[Opening Data to use section]
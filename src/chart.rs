//! Chart configuration for the sales dashboard
//!
//! Builds a renderer-agnostic description of the sales chart: labels,
//! datasets, axes and the RSI sub-chart. Every build yields the same dataset
//! ids in the same order and the same axis ids, so a renderer can keep its
//! toggle state across rebuilds. Toggles only flip `hidden`.

use serde::{Deserialize, Serialize};

use crate::common::{last_valid, nan_as_null, nan_vec};
use crate::error::{require_history, validate_period, InsightsError, Result};
use crate::moving_averages::{ema, sma};
use crate::oscillators::{format_tick, scaled_rsi, RsiLevels, DEFAULT_RSI_PERIOD, DEFAULT_RSI_SCALE};
use crate::prediction::{ForecastResult, TrendDirection};
use crate::series::{DisplayMode, Metric, NormalizedSeries};
use crate::trend::{linear_trend, percent_changes};

pub const AXIS_X: &str = "x";
pub const AXIS_BREAD: &str = "y-bread";
pub const AXIS_REVENUE: &str = "y-revenue";
pub const AXIS_PERCENT: &str = "y-percent";
pub const AXIS_RSI: &str = "y-rsi";

pub const DATASET_SMA: &str = "sma";
pub const DATASET_EMA: &str = "ema";
pub const DATASET_PREDICTION: &str = "prediction";
pub const DATASET_RSI: &str = "rsi";

const BREAD_COLOR: &str = "rgb(59, 130, 246)";
const REVENUE_COLOR: &str = "rgb(34, 197, 94)";
const SMA_COLOR: &str = "rgb(249, 115, 22)";
const EMA_COLOR: &str = "rgb(168, 85, 247)";
const RSI_COLOR: &str = "rgb(236, 72, 153)";
const FORECAST_UP_COLOR: &str = "#22c55e";
const FORECAST_DOWN_COLOR: &str = "#ef4444";

/// What the user has switched on
#[derive(Debug, Clone, PartialEq, Serialize, Deserialize)]
#[serde(rename_all = "camelCase", default)]
pub struct ChartOptions {
    pub display_mode: DisplayMode,
    pub active_metrics: Vec<Metric>,
    pub show_percent_change: bool,
    pub show_sma: bool,
    pub show_ema: bool,
    pub show_rsi: bool,
    pub sma_period: usize,
    pub ema_period: usize,
    pub rsi_period: usize,
    pub rsi_max_scale: f64,
    /// Revenue is charted in units of this size (thousands by default)
    pub revenue_divisor: f64,
    pub viewport_width: u32,
    pub forecast: Option<ForecastResult>,
}

impl Default for ChartOptions {
    fn default() -> Self {
        Self {
            display_mode: DisplayMode::Daily,
            active_metrics: vec![Metric::Bread],
            show_percent_change: false,
            show_sma: false,
            show_ema: false,
            show_rsi: false,
            sma_period: 7,
            ema_period: 14,
            rsi_period: DEFAULT_RSI_PERIOD,
            rsi_max_scale: DEFAULT_RSI_SCALE,
            revenue_divisor: 1000.0,
            viewport_width: 1024,
            forecast: None,
        }
    }
}

impl ChartOptions {
    pub fn validate(&self) -> Result<()> {
        validate_period("sma", self.sma_period)?;
        validate_period("ema", self.ema_period)?;
        validate_period("rsi", self.rsi_period)?;
        if !self.revenue_divisor.is_finite() || self.revenue_divisor <= 0.0 {
            return Err(InsightsError::Configuration(format!(
                "revenue divisor must be a positive number, got {}",
                self.revenue_divisor
            )));
        }
        Ok(())
    }

    pub fn is_active(&self, metric: Metric) -> bool {
        self.active_metrics.contains(&metric)
    }

    /// Metric the overlays follow: bread when active or when nothing is
    pub fn primary_metric(&self) -> Metric {
        Metric::ALL
            .into_iter()
            .find(|m| self.is_active(*m))
            .unwrap_or(Metric::Bread)
    }
}

#[derive(Debug, Clone, Copy, PartialEq, Eq, Serialize, Deserialize)]
#[serde(rename_all = "camelCase")]
pub enum AxisKind {
    Category,
    Linear,
}

#[derive(Debug, Clone, Copy, PartialEq, Eq, Serialize, Deserialize)]
#[serde(rename_all = "camelCase")]
pub enum AxisPosition {
    Bottom,
    Left,
    Right,
}

#[derive(Debug, Clone, PartialEq, Serialize, Deserialize)]
#[serde(rename_all = "camelCase")]
pub struct Axis {
    pub id: String,
    pub kind: AxisKind,
    pub position: AxisPosition,
    pub display: bool,
    pub begin_at_zero: bool,
    #[serde(skip_serializing_if = "Option::is_none")]
    pub min: Option<f64>,
    #[serde(skip_serializing_if = "Option::is_none")]
    pub max: Option<f64>,
    #[serde(skip_serializing_if = "Option::is_none")]
    pub suggested_max: Option<f64>,
    #[serde(skip_serializing_if = "Option::is_none")]
    pub title: Option<String>,
    #[serde(skip_serializing_if = "Option::is_none")]
    pub color: Option<String>,
    #[serde(skip_serializing_if = "Option::is_none")]
    pub max_ticks_limit: Option<usize>,
    #[serde(skip_serializing_if = "Option::is_none")]
    pub step_size: Option<f64>,
}

impl Axis {
    fn linear(id: &str, position: AxisPosition) -> Self {
        Self {
            id: id.to_string(),
            kind: AxisKind::Linear,
            position,
            display: true,
            begin_at_zero: false,
            min: None,
            max: None,
            suggested_max: None,
            title: None,
            color: None,
            max_ticks_limit: None,
            step_size: None,
        }
    }
}

#[derive(Debug, Clone, PartialEq, Serialize, Deserialize)]
#[serde(rename_all = "camelCase")]
pub struct Dataset {
    pub id: String,
    pub label: String,
    #[serde(with = "nan_as_null")]
    pub data: Vec<f64>,
    pub y_axis_id: String,
    pub hidden: bool,
    pub border_color: String,
    #[serde(skip_serializing_if = "Option::is_none")]
    pub background_color: Option<String>,
    #[serde(default, skip_serializing_if = "Vec::is_empty")]
    pub border_dash: Vec<u32>,
    pub point_radius: f64,
    pub tension: f64,
    pub fill: bool,
    /// Non-interactive datasets never produce tooltips
    pub interactive: bool,
}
[Closing Data to use section]
Scan the data above for the word "AxisKind". Copy every line in which it is found.

pub enum AxisKind {
    pub kind: AxisKind,
            kind: AxisKind::Linear,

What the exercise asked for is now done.